I begin with SAX -- the Simple API for XML. While this API is probably the hardest of the Java and XML APIs to master, it's also arguably the most powerful. Additionally, most other API implementations (like DOM parsers, JDOM, dom4j, and so forth) are based in part on a SAX parser. Understanding SAX gives you a headstart on everything else you do in XML and the Java language. In this tip specifically, I'll cover getting an instance of a SAX parser and setting some basic features and properties of that parser.
Note: I'm assuming you have downloaded a SAX-compliant parser, such as Apache Xerces-J (see Resources for links). The Apache site has a wealth of information on how to get things set up, but basically you just need to drop the downloaded JAR files into your CLASSPATH. These examples assume that your parser is available for use.
The first step in working with SAX is actually getting an instance of a parser. In SAX, the parser is represented by an instance of the org.xml.sax.XMLReader class. I covered this in detail in a previous tip ("Achieving vendor independence with SAX" -- see Resources),
so I won't spend much time on it here. Listing 1 shows the correct way to get a new SAX parser instance without writing vendor-dependent code.
Listing 1. Getting a SAX parser instance
// Obtain an instance of an XMLReader implementation from a system property
XMLReader parser = org.xml.sax.helpers.XMLReaderFactory.createXMLReader();
|
Using this methodology, you need to set the system property org.xml.sax.driver to the class name of the parser you want to load. This is a vendor-specific class; for Xerces it should be org.apache.xerces.parsers.SAXParser. You specify this argument with the -D switch to your Java compiler:
java -Dorg.xml.sax.driver=org.apache.xerces.parsers.SAXParser some.sample.Class |
Of course, you want to ensure that the class specified exists and is on your class path.

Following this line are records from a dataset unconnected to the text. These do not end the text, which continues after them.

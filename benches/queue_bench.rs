use criterion::{black_box, criterion_group, criterion_main, Criterion, Throughput};
use std::sync::Arc;
use std::thread;

use crossbeam_channel::bounded;
use flume::bounded as flume_bounded;
use semfifo::Queue as SemQueue;
use std::sync::mpsc::sync_channel;

const MESSAGES: usize = 100_000;
const BUFFER_SIZE: usize = 1024;

fn bench_1p_1c(c: &mut Criterion) {
    let mut group = c.benchmark_group("1p_1c");
    group.throughput(Throughput::Elements(MESSAGES as u64));

    group.bench_function("semfifo", |b| {
        b.iter(|| {
            let queue = Arc::new(SemQueue::<usize, BUFFER_SIZE>::new());
            let q_send = queue.clone();
            let q_recv = queue.clone();

            let producer = thread::spawn(move || {
                for i in 0..MESSAGES {
                    q_send.send(black_box(i)).unwrap();
                }
            });

            let consumer = thread::spawn(move || {
                for _ in 0..MESSAGES {
                    let _ = q_recv.recv().unwrap();
                }
            });

            producer.join().unwrap();
            consumer.join().unwrap();
        });
    });

    group.bench_function("crossbeam_channel", |b| {
        b.iter(|| {
            let (tx, rx) = bounded::<usize>(BUFFER_SIZE);

            let producer = thread::spawn(move || {
                for i in 0..MESSAGES {
                    tx.send(black_box(i)).unwrap();
                }
            });

            let consumer = thread::spawn(move || {
                for _ in 0..MESSAGES {
                    rx.recv().unwrap();
                }
            });

            producer.join().unwrap();
            consumer.join().unwrap();
        });
    });

    group.bench_function("flume", |b| {
        b.iter(|| {
            let (tx, rx) = flume_bounded::<usize>(BUFFER_SIZE);

            let producer = thread::spawn(move || {
                for i in 0..MESSAGES {
                    tx.send(black_box(i)).unwrap();
                }
            });

            let consumer = thread::spawn(move || {
                for _ in 0..MESSAGES {
                    rx.recv().unwrap();
                }
            });

            producer.join().unwrap();
            consumer.join().unwrap();
        });
    });

    group.bench_function("std_mpsc", |b| {
        b.iter(|| {
            let (tx, rx) = sync_channel::<usize>(BUFFER_SIZE);

            let producer = thread::spawn(move || {
                for i in 0..MESSAGES {
                    tx.send(black_box(i)).unwrap();
                }
            });

            let consumer = thread::spawn(move || {
                for _ in 0..MESSAGES {
                    rx.recv().unwrap();
                }
            });

            producer.join().unwrap();
            consumer.join().unwrap();
        });
    });

    group.finish();
}

fn bench_np_1c(c: &mut Criterion) {
    let mut group = c.benchmark_group("4p_1c");
    group.throughput(Throughput::Elements(MESSAGES as u64));
    const PRODUCERS: usize = 4;
    const MSGS_PER_PRODUCER: usize = MESSAGES / PRODUCERS;

    group.bench_function("semfifo", |b| {
        b.iter(|| {
            let queue = Arc::new(SemQueue::<usize, BUFFER_SIZE>::new());
            let mut handles = vec![];

            for p in 0..PRODUCERS {
                let q = queue.clone();
                handles.push(thread::spawn(move || {
                    for i in 0..MSGS_PER_PRODUCER {
                        q.send(black_box(p * MSGS_PER_PRODUCER + i)).unwrap();
                    }
                }));
            }

            let q = queue.clone();
            handles.push(thread::spawn(move || {
                for _ in 0..MESSAGES {
                    let _ = q.recv().unwrap();
                }
            }));

            for h in handles {
                h.join().unwrap();
            }
        });
    });

    group.bench_function("crossbeam_channel", |b| {
        b.iter(|| {
            let (tx, rx) = bounded::<usize>(BUFFER_SIZE);
            let mut handles = vec![];

            for p in 0..PRODUCERS {
                let tx = tx.clone();
                handles.push(thread::spawn(move || {
                    for i in 0..MSGS_PER_PRODUCER {
                        tx.send(black_box(p * MSGS_PER_PRODUCER + i)).unwrap();
                    }
                }));
            }
            drop(tx);

            handles.push(thread::spawn(move || {
                for _ in 0..MESSAGES {
                    rx.recv().unwrap();
                }
            }));

            for h in handles {
                h.join().unwrap();
            }
        });
    });

    group.bench_function("flume", |b| {
        b.iter(|| {
            let (tx, rx) = flume_bounded::<usize>(BUFFER_SIZE);
            let mut handles = vec![];

            for p in 0..PRODUCERS {
                let tx = tx.clone();
                handles.push(thread::spawn(move || {
                    for i in 0..MSGS_PER_PRODUCER {
                        tx.send(black_box(p * MSGS_PER_PRODUCER + i)).unwrap();
                    }
                }));
            }
            drop(tx);

            handles.push(thread::spawn(move || {
                for _ in 0..MESSAGES {
                    rx.recv().unwrap();
                }
            }));

            for h in handles {
                h.join().unwrap();
            }
        });
    });

    group.finish();
}

fn bench_np_mc(c: &mut Criterion) {
    let mut group = c.benchmark_group("4p_4c");
    group.throughput(Throughput::Elements(MESSAGES as u64));
    const PRODUCERS: usize = 4;
    const CONSUMERS: usize = 4;
    const MSGS_PER_PRODUCER: usize = MESSAGES / PRODUCERS;
    const MSGS_PER_CONSUMER: usize = MESSAGES / CONSUMERS;

    group.bench_function("semfifo", |b| {
        b.iter(|| {
            let queue = Arc::new(SemQueue::<usize, BUFFER_SIZE>::new());
            let mut handles = vec![];

            for p in 0..PRODUCERS {
                let q = queue.clone();
                handles.push(thread::spawn(move || {
                    for i in 0..MSGS_PER_PRODUCER {
                        q.send(black_box(p * MSGS_PER_PRODUCER + i)).unwrap();
                    }
                }));
            }

            for _ in 0..CONSUMERS {
                let q = queue.clone();
                handles.push(thread::spawn(move || {
                    for _ in 0..MSGS_PER_CONSUMER {
                        let _ = q.recv().unwrap();
                    }
                }));
            }

            for h in handles {
                h.join().unwrap();
            }
        });
    });

    group.bench_function("crossbeam_channel", |b| {
        b.iter(|| {
            let (tx, rx) = bounded::<usize>(BUFFER_SIZE);
            let mut handles = vec![];

            for p in 0..PRODUCERS {
                let tx = tx.clone();
                handles.push(thread::spawn(move || {
                    for i in 0..MSGS_PER_PRODUCER {
                        tx.send(black_box(p * MSGS_PER_PRODUCER + i)).unwrap();
                    }
                }));
            }
            drop(tx);

            for _ in 0..CONSUMERS {
                let rx = rx.clone();
                handles.push(thread::spawn(move || {
                    for _ in 0..MSGS_PER_CONSUMER {
                        rx.recv().unwrap();
                    }
                }));
            }

            for h in handles {
                h.join().unwrap();
            }
        });
    });

    group.bench_function("flume", |b| {
        b.iter(|| {
            let (tx, rx) = flume_bounded::<usize>(BUFFER_SIZE);
            let mut handles = vec![];

            for p in 0..PRODUCERS {
                let tx = tx.clone();
                handles.push(thread::spawn(move || {
                    for i in 0..MSGS_PER_PRODUCER {
                        tx.send(black_box(p * MSGS_PER_PRODUCER + i)).unwrap();
                    }
                }));
            }
            drop(tx);

            for _ in 0..CONSUMERS {
                let rx = rx.clone();
                handles.push(thread::spawn(move || {
                    for _ in 0..MSGS_PER_CONSUMER {
                        rx.recv().unwrap();
                    }
                }));
            }

            for h in handles {
                h.join().unwrap();
            }
        });
    });

    group.finish();
}

criterion_group!(benches, bench_1p_1c, bench_np_1c, bench_np_mc);
criterion_main!(benches);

Once you have an instance of your parser, you need to configure it. Note that this isn't the same as setting up the parser to deal with errors, content, or structures in XML; instead, configuration is the process of actually telling the parser how to behave. You may turn on validation, turn off namespace checking, and expand entities. These behaviors are totally independent of a specific XML document, and therefore involve interaction with your new parser instance.
Note: For those of you who are overly anxious (I know you're out there), I will indeed be dealing with content, error handling, and the like. However, those subjects will be addressed in future tips, so you'll have to check back. For now, just concentrate on configuration, features, and properties.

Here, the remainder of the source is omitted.